> _What this task involves_
Once the line with "filename benches/parser_bench.rs" is found in the data, output it and each following line exactly, up to and including the line with "for &functions in", and nothing before or after.

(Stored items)

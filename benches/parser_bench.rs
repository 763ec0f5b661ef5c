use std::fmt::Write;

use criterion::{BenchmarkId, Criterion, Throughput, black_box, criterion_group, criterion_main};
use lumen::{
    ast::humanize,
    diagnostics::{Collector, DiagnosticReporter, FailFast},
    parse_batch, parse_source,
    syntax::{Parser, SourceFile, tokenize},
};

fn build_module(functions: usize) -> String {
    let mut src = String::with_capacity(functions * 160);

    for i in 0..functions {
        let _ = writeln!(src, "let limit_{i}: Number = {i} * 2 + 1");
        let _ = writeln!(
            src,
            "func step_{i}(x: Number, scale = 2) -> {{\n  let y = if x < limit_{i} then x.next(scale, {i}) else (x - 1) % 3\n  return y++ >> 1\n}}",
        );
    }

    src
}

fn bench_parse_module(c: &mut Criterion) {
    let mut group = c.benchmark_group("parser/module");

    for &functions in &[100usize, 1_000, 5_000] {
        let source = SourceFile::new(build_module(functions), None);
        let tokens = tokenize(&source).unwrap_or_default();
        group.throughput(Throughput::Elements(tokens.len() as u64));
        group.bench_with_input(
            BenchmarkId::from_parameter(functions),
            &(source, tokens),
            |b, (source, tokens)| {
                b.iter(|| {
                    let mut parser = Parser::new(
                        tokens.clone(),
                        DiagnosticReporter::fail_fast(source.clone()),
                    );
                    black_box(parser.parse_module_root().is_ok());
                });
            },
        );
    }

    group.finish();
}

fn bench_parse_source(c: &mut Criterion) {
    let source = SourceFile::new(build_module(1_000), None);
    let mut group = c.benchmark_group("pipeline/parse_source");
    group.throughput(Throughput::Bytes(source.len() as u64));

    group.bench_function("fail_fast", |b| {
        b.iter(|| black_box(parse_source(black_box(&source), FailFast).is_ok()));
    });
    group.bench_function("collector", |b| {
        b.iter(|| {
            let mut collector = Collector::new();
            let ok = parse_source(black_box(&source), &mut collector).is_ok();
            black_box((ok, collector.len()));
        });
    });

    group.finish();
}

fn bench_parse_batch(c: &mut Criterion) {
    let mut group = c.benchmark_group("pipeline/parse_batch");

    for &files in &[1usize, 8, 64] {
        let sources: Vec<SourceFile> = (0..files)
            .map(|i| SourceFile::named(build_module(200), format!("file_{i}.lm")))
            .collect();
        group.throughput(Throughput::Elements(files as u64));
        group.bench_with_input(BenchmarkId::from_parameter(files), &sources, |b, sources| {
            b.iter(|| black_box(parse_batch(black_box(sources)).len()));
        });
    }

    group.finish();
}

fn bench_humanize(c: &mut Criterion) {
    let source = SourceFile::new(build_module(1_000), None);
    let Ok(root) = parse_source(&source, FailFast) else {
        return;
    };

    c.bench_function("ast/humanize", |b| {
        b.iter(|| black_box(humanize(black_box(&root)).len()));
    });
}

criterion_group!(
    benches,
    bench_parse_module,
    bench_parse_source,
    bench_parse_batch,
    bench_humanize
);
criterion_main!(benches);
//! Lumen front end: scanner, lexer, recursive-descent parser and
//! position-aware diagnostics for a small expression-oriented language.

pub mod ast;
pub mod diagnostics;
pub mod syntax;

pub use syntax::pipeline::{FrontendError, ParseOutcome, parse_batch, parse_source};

* * *

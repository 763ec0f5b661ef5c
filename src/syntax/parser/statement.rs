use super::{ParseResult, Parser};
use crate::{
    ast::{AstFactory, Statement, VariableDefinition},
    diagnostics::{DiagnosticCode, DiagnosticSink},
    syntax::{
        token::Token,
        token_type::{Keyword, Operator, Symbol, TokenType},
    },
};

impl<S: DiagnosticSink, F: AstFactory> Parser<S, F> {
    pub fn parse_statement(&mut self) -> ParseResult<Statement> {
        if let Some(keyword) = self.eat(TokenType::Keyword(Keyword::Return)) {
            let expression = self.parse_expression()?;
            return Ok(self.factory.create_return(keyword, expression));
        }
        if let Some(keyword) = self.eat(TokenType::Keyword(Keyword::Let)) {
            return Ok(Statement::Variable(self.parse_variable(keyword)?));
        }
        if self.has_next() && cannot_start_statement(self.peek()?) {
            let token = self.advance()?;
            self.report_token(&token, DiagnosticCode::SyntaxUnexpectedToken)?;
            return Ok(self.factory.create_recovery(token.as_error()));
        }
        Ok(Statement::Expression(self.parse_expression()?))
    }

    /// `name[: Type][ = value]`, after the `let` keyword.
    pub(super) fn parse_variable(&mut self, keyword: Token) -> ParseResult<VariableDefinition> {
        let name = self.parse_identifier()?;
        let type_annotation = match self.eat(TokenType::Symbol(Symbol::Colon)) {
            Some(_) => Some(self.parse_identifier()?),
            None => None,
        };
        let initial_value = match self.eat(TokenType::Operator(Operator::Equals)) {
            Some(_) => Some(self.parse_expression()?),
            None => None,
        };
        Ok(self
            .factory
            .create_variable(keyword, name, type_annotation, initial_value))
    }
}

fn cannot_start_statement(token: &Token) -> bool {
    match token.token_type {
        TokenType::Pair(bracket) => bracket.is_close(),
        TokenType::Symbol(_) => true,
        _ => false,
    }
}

> _Reply_
filename benches/parser_bench.rs
repository 763ec0f5b661ef5c
use std::fmt::Write;

use criterion::{BenchmarkId, Criterion, Throughput, black_box, criterion_group, criterion_main};
use lumen::{
    ast::humanize,
    diagnostics::{Collector, DiagnosticReporter, FailFast},
    parse_batch, parse_source,
    syntax::{Parser, SourceFile, tokenize},
};

fn build_module(functions: usize) -> String {
    let mut src = String::with_capacity(functions * 160);

    for i in 0..functions {
        let _ = writeln!(src, "let limit_{i}: Number = {i} * 2 + 1");
        let _ = writeln!(
            src,
            "func step_{i}(x: Number, scale = 2) -> {{\n  let y = if x < limit_{i} then x.next(scale, {i}) else (x - 1) % 3\n  return y++ >> 1\n}}",
        );
    }

    src
}

fn bench_parse_module(c: &mut Criterion) {
    let mut group = c.benchmark_group("parser/module");

    for &functions in &[100usize, 1_000, 5_000] {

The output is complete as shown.